Hepatocyte growth factor (HGF) is a potent mitogen for hepatocytes. The mitogenic activity of HGF is mediated by its binding to a high-affinity receptor, c-Met. Heparan sulfate if an initial binding site for HGF, based on its relative abundance on the cell surface. The binding of HGF to heparin or heparin-like molecules may induce oligomerization of HGF and facilitate c-Met-dependent mitogenesis [Zioncheck er al, (1995) J. Biol. Chem. 270, 16571-16878]. Thus, heparin binding is important for the biological activity of HGF. To identify the heparin-binding site of HGF, we isolated fragment peptides corresponding to the site by limited proteolysis and chemical degradation of recombinant human HGF (rhHGF).
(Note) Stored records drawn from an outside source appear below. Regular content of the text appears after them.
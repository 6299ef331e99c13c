//! Console driver for mw::com integration tests.
//!
//! This library provides the shared infrastructure for driving a target's
//! text console from test code:
//! - A line pump with bounded, blocking history (`serial::LineReader`)
//! - Shell round trips with exit code capture (`Console::run_sh_cmd_output`)
//! - Expect / mark protocols for waiting on output patterns
//! - A child-process transport (`PipeConsole`) for QEMU `-serial stdio`
//! - Executor trait for abstracting console backends
//!
//! Process and VM lifecycle (spawning QEMU, cleaning up shared memory) is
//! the caller's business; this crate only needs the child's pipes.

pub mod config;
pub mod error;
pub mod executor;
pub mod logging;
pub mod serial;

// Re-export commonly used items
pub use config::ConsoleConfig;
pub use error::{timeout_from_secs, ConsoleError, Result};
pub use executor::{run_all, Executor};
pub use serial::{
    Combine, Command, CommandResult, Console, LineReader, LogLine, LogRegistry, Mark,
    PendingProcess, PipeConsole, ReaderOptions,
};
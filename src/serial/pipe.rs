//! Console over a child process' stdin/stdout.
//!
//! Used for QEMU started with `-serial stdio` and for plain subprocesses.
//!
//! - Reads deliver a line on `\n`, or as soon as pending output ends with
//!   the shell prompt `"# "`, so prompts that never get a newline still
//!   arrive promptly.
//! - Writes are best-effort: once the child has exited they are dropped,
//!   and I/O errors are only logged.

use std::io::{self, BufRead, BufReader, Write};
use std::ops::{Deref, DerefMut};
use std::process::{Child, ChildStdin, ChildStdout, ExitStatus};
use std::sync::{Arc, Mutex, PoisonError};

use tracing::debug;

use super::console::{Console, LineSink};
use super::decode::decode_line;
use super::reader::{LineSource, ReaderOptions};
use crate::error::{ConsoleError, Result};

/// Shell prompt that ends a line even without a newline.
///
/// Checked against what has been read so far, so a `"# "` in the middle of
/// a line splits it when a read happens to end right after it
/// (`echo a # note` arriving as `echo a # ` + `note`).
pub const PROMPT_MARKER: &[u8] = b"# ";

/// True once `pending` forms a deliverable unit: a full line or a prompt.
fn is_complete(pending: &[u8]) -> bool {
    pending.ends_with(b"\n") || pending.ends_with(PROMPT_MARKER)
}

/// Encode a command for the wire: the text plus a single newline.
fn encode_command(command: &str) -> Vec<u8> {
    let mut bytes = Vec::with_capacity(command.len() + 1);
    bytes.extend_from_slice(command.as_bytes());
    bytes.push(b'\n');
    bytes
}

/// Minimal view of a running process needed by the write primitive.
pub trait ProcessHandle: Send {
    /// True once the process has terminated.
    fn has_exited(&mut self) -> bool;
}

impl ProcessHandle for Child {
    fn has_exited(&mut self) -> bool {
        // An error from try_wait means we can no longer observe the child.
        !matches!(self.try_wait(), Ok(None))
    }
}

impl<P: ProcessHandle> ProcessHandle for Arc<Mutex<P>> {
    fn has_exited(&mut self) -> bool {
        self.lock()
            .unwrap_or_else(PoisonError::into_inner)
            .has_exited()
    }
}

/// Read primitive over any buffered byte stream.
pub struct PipeReader<R> {
    inner: R,
}

impl<R: BufRead> PipeReader<R> {
    pub fn new(inner: R) -> Self {
        Self { inner }
    }

    fn next_line(&mut self) -> io::Result<Option<String>> {
        let mut pending: Vec<u8> = Vec::new();
        loop {
            let available = self.inner.fill_buf()?;
            if available.is_empty() {
                // End of stream: flush a trailing partial line first.
                if pending.is_empty() {
                    return Ok(None);
                }
                return Ok(Some(decode_line(&pending)));
            }

            let (take, newline) = match available.iter().position(|b| *b == b'\n') {
                Some(pos) => (pos + 1, true),
                None => (available.len(), false),
            };
            pending.extend_from_slice(&available[..take]);
            self.inner.consume(take);

            if newline || is_complete(&pending) {
                return Ok(Some(decode_line(&pending)));
            }
        }
    }
}

impl<R: BufRead + Send + 'static> LineSource for PipeReader<R> {
    fn read_line(&mut self) -> io::Result<Option<String>> {
        self.next_line()
    }
}

/// Write primitive over a process' stdin.
pub struct PipeWriter<W, P> {
    stdin: W,
    process: P,
}

impl<W: Write + Send, P: ProcessHandle> PipeWriter<W, P> {
    pub fn new(stdin: W, process: P) -> Self {
        Self { stdin, process }
    }
}

impl<W: Write + Send, P: ProcessHandle> LineSink for PipeWriter<W, P> {
    fn write_line(&mut self, text: &str) {
        if self.process.has_exited() {
            return;
        }
        let written = self
            .stdin
            .write_all(&encode_command(text))
            .and_then(|()| self.stdin.flush());
        if let Err(e) = written {
            debug!(error = %e, "write to exited console dropped");
        }
    }
}

/// `Console` bound to a child process.
pub struct PipeConsole {
    console: Console,
    child: Arc<Mutex<Child>>,
}

impl PipeConsole {
    /// Take the child's stdin/stdout and start pumping its output.
    ///
    /// The child must have been spawned with piped stdin and stdout.
    pub fn spawn(name: &str, mut child: Child, options: ReaderOptions) -> Result<Self> {
        let stdin: ChildStdin = child.stdin.take().ok_or_else(|| {
            ConsoleError::InvalidArgument(format!("{name}: child stdin is not piped"))
        })?;
        let stdout: ChildStdout = child.stdout.take().ok_or_else(|| {
            ConsoleError::InvalidArgument(format!("{name}: child stdout is not piped"))
        })?;

        let child = Arc::new(Mutex::new(child));
        let reader = PipeReader::new(BufReader::new(stdout));
        let writer = PipeWriter::new(stdin, Arc::clone(&child));
        let console = Console::new(name, reader, writer, options)?;

        Ok(Self { console, child })
    }

    pub fn has_exited(&self) -> bool {
        self.child
            .lock()
            .unwrap_or_else(PoisonError::into_inner)
            .has_exited()
    }

    pub fn id(&self) -> u32 {
        self.child
            .lock()
            .unwrap_or_else(PoisonError::into_inner)
            .id()
    }

    /// Kill the child (if still running) and reap it.
    ///
    /// Closing the pipe is what stops the line pump.
    pub fn terminate(&self) -> Result<ExitStatus> {
        let mut child = self.child.lock().unwrap_or_else(PoisonError::into_inner);
        if let Some(status) = child.try_wait()? {
            return Ok(status);
        }
        child.kill()?;
        Ok(child.wait()?)
    }

    pub fn into_console(self) -> Console {
        self.console
    }
}

impl Deref for PipeConsole {
    type Target = Console;

    fn deref(&self) -> &Console {
        &self.console
    }
}

impl DerefMut for PipeConsole {
    fn deref_mut(&mut self) -> &mut Console {
        &mut self.console
    }
}

impl std::fmt::Debug for PipeConsole {
    fn fmt(&self, f: &mut std::fmt::Formatter<'_>) -> std::fmt::Result {
        f.debug_struct("PipeConsole")
            .field("console", &self.console)
            .field("pid", &self.id())
            .finish()
    }
}
//! Expect and mark protocols.
//!
//! - `expect_any()` / `expect_all()`: run a command, then wait for patterns
//!   under ONE shared deadline. Failure is an error.
//! - `mark()`: run a command, then wait for each pattern in turn, each with
//!   its OWN fresh timeout, recording when it was seen. Missing patterns
//!   are reported as `None`, not as an error.

use std::time::Duration;

use chrono::{DateTime, Local};
use serde::Serialize;

use super::console::{Command, Console};
use super::line::Combine;
use crate::error::{ConsoleError, Result};

/// When a pattern was seen by `mark()`.
#[derive(Debug, Clone, PartialEq, Eq, Serialize)]
pub struct Mark {
    pub pattern: String,
    /// Read time of the line that matched, `None` if the pattern's budget ran out.
    pub at: Option<DateTime<Local>>,
}

impl Console {
    /// Run `cmd` and wait until any of `patterns` shows up.
    pub fn expect_any<'a, S: AsRef<str>>(
        &mut self,
        cmd: impl Into<Command<'a>>,
        patterns: &[S],
        timeout: Duration,
        is_regex: bool,
        clear_history: bool,
    ) -> Result<()> {
        self.expect(cmd.into(), patterns, timeout, is_regex, Combine::Any, clear_history)
    }

    /// Run `cmd` and wait until all of `patterns` have shown up, in any order.
    pub fn expect_all<'a, S: AsRef<str>>(
        &mut self,
        cmd: impl Into<Command<'a>>,
        patterns: &[S],
        timeout: Duration,
        is_regex: bool,
        clear_history: bool,
    ) -> Result<()> {
        self.expect(cmd.into(), patterns, timeout, is_regex, Combine::All, clear_history)
    }

    fn expect<S: AsRef<str>>(
        &mut self,
        cmd: Command<'_>,
        patterns: &[S],
        timeout: Duration,
        is_regex: bool,
        combine: Combine,
        clear_history: bool,
    ) -> Result<()> {
        if clear_history {
            self.clear_history();
        }
        let command = cmd.to_string();
        self.run_cmd(cmd);

        if self
            .line_reader
            .read_cond(patterns, timeout, is_regex, combine)?
        {
            return Ok(());
        }
        Err(ConsoleError::ExpectationFailed {
            mode: combine,
            command,
            patterns: patterns.iter().map(|p| p.as_ref().to_string()).collect(),
        })
    }

    /// Run `cmd` and record when each of `patterns` is seen, in order.
    ///
    /// Patterns are awaited one after another (substring match) and each
    /// gets the full `timeout`.
    pub fn mark<'a, S: AsRef<str>>(
        &mut self,
        cmd: impl Into<Command<'a>>,
        patterns: &[S],
        timeout: Duration,
        clear_history: bool,
    ) -> Result<Vec<Mark>> {
        if clear_history {
            self.clear_history();
        }
        self.run_cmd(cmd.into());

        let mut marks = Vec::with_capacity(patterns.len());
        for pattern in patterns {
            let pattern = pattern.as_ref();
            let hit = self
                .line_reader
                .read_cond_line(&[pattern], timeout, false, Combine::Any)?;
            marks.push(Mark {
                pattern: pattern.to_string(),
                at: hit.map(|line| line.timestamp),
            });
        }
        Ok(marks)
    }
}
The heparin-binding ability of the peptides was expressed as their elution positions on heparin-affinity column chromatography with NaCl gradient elution, Because all of the heparin-binding peptides obtained in this study were isolated from the N-terminal hairpin-loop region (PyrGlu(32)-Asn(127)) of HGF, the region was identified as the heparin-binding site of HGF, One of the isolated peptides, Phe(42)-Glu(111), containing the N-terminal hairpin-loop structure, was considered a suitable model peptide for the heparin-binding site of HGF. From the observation using circular dichroism spectroscopy, it was indicated that the secondary structure of the peptide changed from a random structure to a beta-sheet-like structure upon heparin binding, In addition, oligomerization of HGF in the presence of heparin:was observed by dynamic light scattering, Based on our evidence, it is considered that the conformational change in the heparin-binding site may induce the oligomerization of HGF.